Repeat all the data that appears below, keeping it exact.
= Beginning of Section =
//! External sync collaborator contract and the async hand-off queue.
//!
//! The router never runs mailbox sync inline: providers expect their
//! webhook acknowledged within a few seconds, and a slow sync would trigger
//! timeout-driven redelivery. Dispatches are pushed onto a bounded queue
//! and drained by a worker task; a full queue drops the job (provider
//! redelivery and the hourly reconcile cover the gap).

use std::sync::Arc;

use async_trait::async_trait;
use serde::Serialize;
use tokio::sync::mpsc;

use crate::store::AccountStore;
use crate::types::MailAccount;

/// Result of one sync pass, as reported by the collaborator.
#[derive(Debug, Clone, Serialize)]
#[serde(rename_all = "camelCase")]
pub struct SyncOutcome {
    pub success: bool,
    pub processed_count: u32,
    #[serde(skip_serializing_if = "Option::is_none")]
    pub error: Option<String>,
}

/// The external mailbox-sync collaborator. Opaque to this crate beyond
/// success/failure and a count for the logs.
#[async_trait]
pub trait AccountSyncer: Send + Sync {
    async fn sync_account(&self, account: &MailAccount, cursor: Option<&str>) -> SyncOutcome;
}

#[derive(Debug, Clone, PartialEq, Eq)]
pub struct SyncJob {
    pub account_id: String,
    /// Provider-supplied cursor (Gmail historyId), when the notification
    /// carried one.
    pub cursor: Option<String>,
}

/// Non-blocking dispatch seam between the router and the queue. The router
/// only needs fire-and-forget semantics; tests substitute a recorder.
pub trait SyncDispatch: Send + Sync {
    /// Returns false when the job was dropped (queue full or worker gone).
    fn dispatch(&self, job: SyncJob) -> bool;
}

#[derive(Clone)]
pub struct SyncQueue {
    tx: mpsc::Sender<SyncJob>,
}

impl SyncQueue {
    /// Spawn the drain worker and return the queue handle.
    pub fn start(
        store: Arc<AccountStore>,
        syncer: Arc<dyn AccountSyncer>,
        capacity: usize,
    ) -> (Self, tokio::task::JoinHandle<()>) {
        let (tx, mut rx) = mpsc::channel::<SyncJob>(capacity.max(1));
        let handle = tokio::spawn(async move {
            while let Some(job) = rx.recv().await {
                // Reload the account: it may have been deactivated or lost
                // its credential while the job sat in the queue.
                let account = match store.get_account(&job.account_id) {
                    Ok(Some(account)) => account,
                    Ok(None) => {
                        log::info!("Dropping sync for deleted account {}", job.account_id);
                        continue;
                    }
                    Err(e) => {
                        log::warn!("Sync lookup failed for {}: {}", job.account_id, e);
                        continue;
                    }
                };
                if !account.active || !account.has_credential() {
                    log::debug!(
                        "Dropping sync for {} (inactive or credential-less)",
                        account.email
                    );
                    continue;
                }

                let outcome = syncer.sync_account(&account, job.cursor.as_deref()).await;
                if outcome.success {
                    log::info!(
                        "Synced {} ({} changes)",
                        account.email,
                        outcome.processed_count
                    );
                } else {
                    log::warn!(
                        "Sync failed for {}: {}",
                        account.email,
                        outcome.error.as_deref().unwrap_or("unknown error")
                    );
                }
            }
        });
        (Self { tx }, handle)
    }
}

impl SyncDispatch for SyncQueue {
    fn dispatch(&self, job: SyncJob) -> bool {
        match self.tx.try_send(job) {
            Ok(()) => true,
            Err(e) => {
                log::warn!("Sync queue rejected job: {}", e);
                false
            }
        }
    }
}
= End of Section =
**Exercise solution:**
//! External sync collaborator contract and the async hand-off queue.
//!
//! The router never runs mailbox sync inline: providers expect their
//! webhook acknowledged within a few seconds, and a slow sync would trigger
//! timeout-driven redelivery. Dispatches are pushed onto a bounded queue
//! and drained by a worker task; a full queue drops the job (provider
//! redelivery and the hourly reconcile cover the gap).

use std::sync::Arc;

use async_trait::async_trait;
use serde::Serialize;
use tokio::sync::mpsc;

use crate::store::AccountStore;
use crate::types::MailAccount;

/// Result of one sync pass, as reported by the collaborator.
#[derive(Debug, Clone, Serialize)]
#[serde(rename_all = "camelCase")]
pub struct SyncOutcome {
    pub success: bool,
    pub processed_count: u32,
    #[serde(skip_serializing_if = "Option::is_none")]
    pub error: Option<String>,
}

/// The external mailbox-sync collaborator. Opaque to this crate beyond
/// success/failure and a count for the logs.
#[async_trait]
pub trait AccountSyncer: Send + Sync {
    async fn sync_account(&self, account: &MailAccount, cursor: Option<&str>) -> SyncOutcome;
}

#[derive(Debug, Clone, PartialEq, Eq)]
pub struct SyncJob {
    pub account_id: String,
    /// Provider-supplied cursor (Gmail historyId), when the notification
    /// carried one.
    pub cursor: Option<String>,
}

/// Non-blocking dispatch seam between the router and the queue. The router
/// only needs fire-and-forget semantics; tests substitute a recorder.
pub trait SyncDispatch: Send + Sync {
    /// Returns false when the job was dropped (queue full or worker gone).
    fn dispatch(&self, job: SyncJob) -> bool;
}

#[derive(Clone)]
pub struct SyncQueue {
    tx: mpsc::Sender<SyncJob>,
}

impl SyncQueue {
    /// Spawn the drain worker and return the queue handle.
    pub fn start(
        store: Arc<AccountStore>,
        syncer: Arc<dyn AccountSyncer>,
        capacity: usize,
    ) -> (Self, tokio::task::JoinHandle<()>) {
        let (tx, mut rx) = mpsc::channel::<SyncJob>(capacity.max(1));
        let handle = tokio::spawn(async move {
            while let Some(job) = rx.recv().await {
                // Reload the account: it may have been deactivated or lost
                // its credential while the job sat in the queue.
                let account = match store.get_account(&job.account_id) {
                    Ok(Some(account)) => account,
                    Ok(None) => {
                        log::info!("Dropping sync for deleted account {}", job.account_id);
                        continue;
                    }
                    Err(e) => {
                        log::warn!("Sync lookup failed for {}: {}", job.account_id, e);
                        continue;
                    }
                };
                if !account.active || !account.has_credential() {
                    log::debug!(
                        "Dropping sync for {} (inactive or credential-less)",
                        account.email
                    );
                    continue;
                }

                let outcome = syncer.sync_account(&account, job.cursor.as_deref()).await;
                if outcome.success {
                    log::info!(
                        "Synced {} ({} changes)",
                        account.email,
                        outcome.processed_count
                    );
                } else {
                    log::warn!(
                        "Sync failed for {}: {}",
                        account.email,
                        outcome.error.as_deref().unwrap_or("unknown error")
                    );
                }
            }
        });
        (Self { tx }, handle)
    }
}

impl SyncDispatch for SyncQueue {
    fn dispatch(&self, job: SyncJob) -> bool {
        match self.tx.try_send(job) {
            Ok(()) => true,
            Err(e) => {
                log::warn!("Sync queue rejected job: {}", e);
                false
            }
        }
    }
}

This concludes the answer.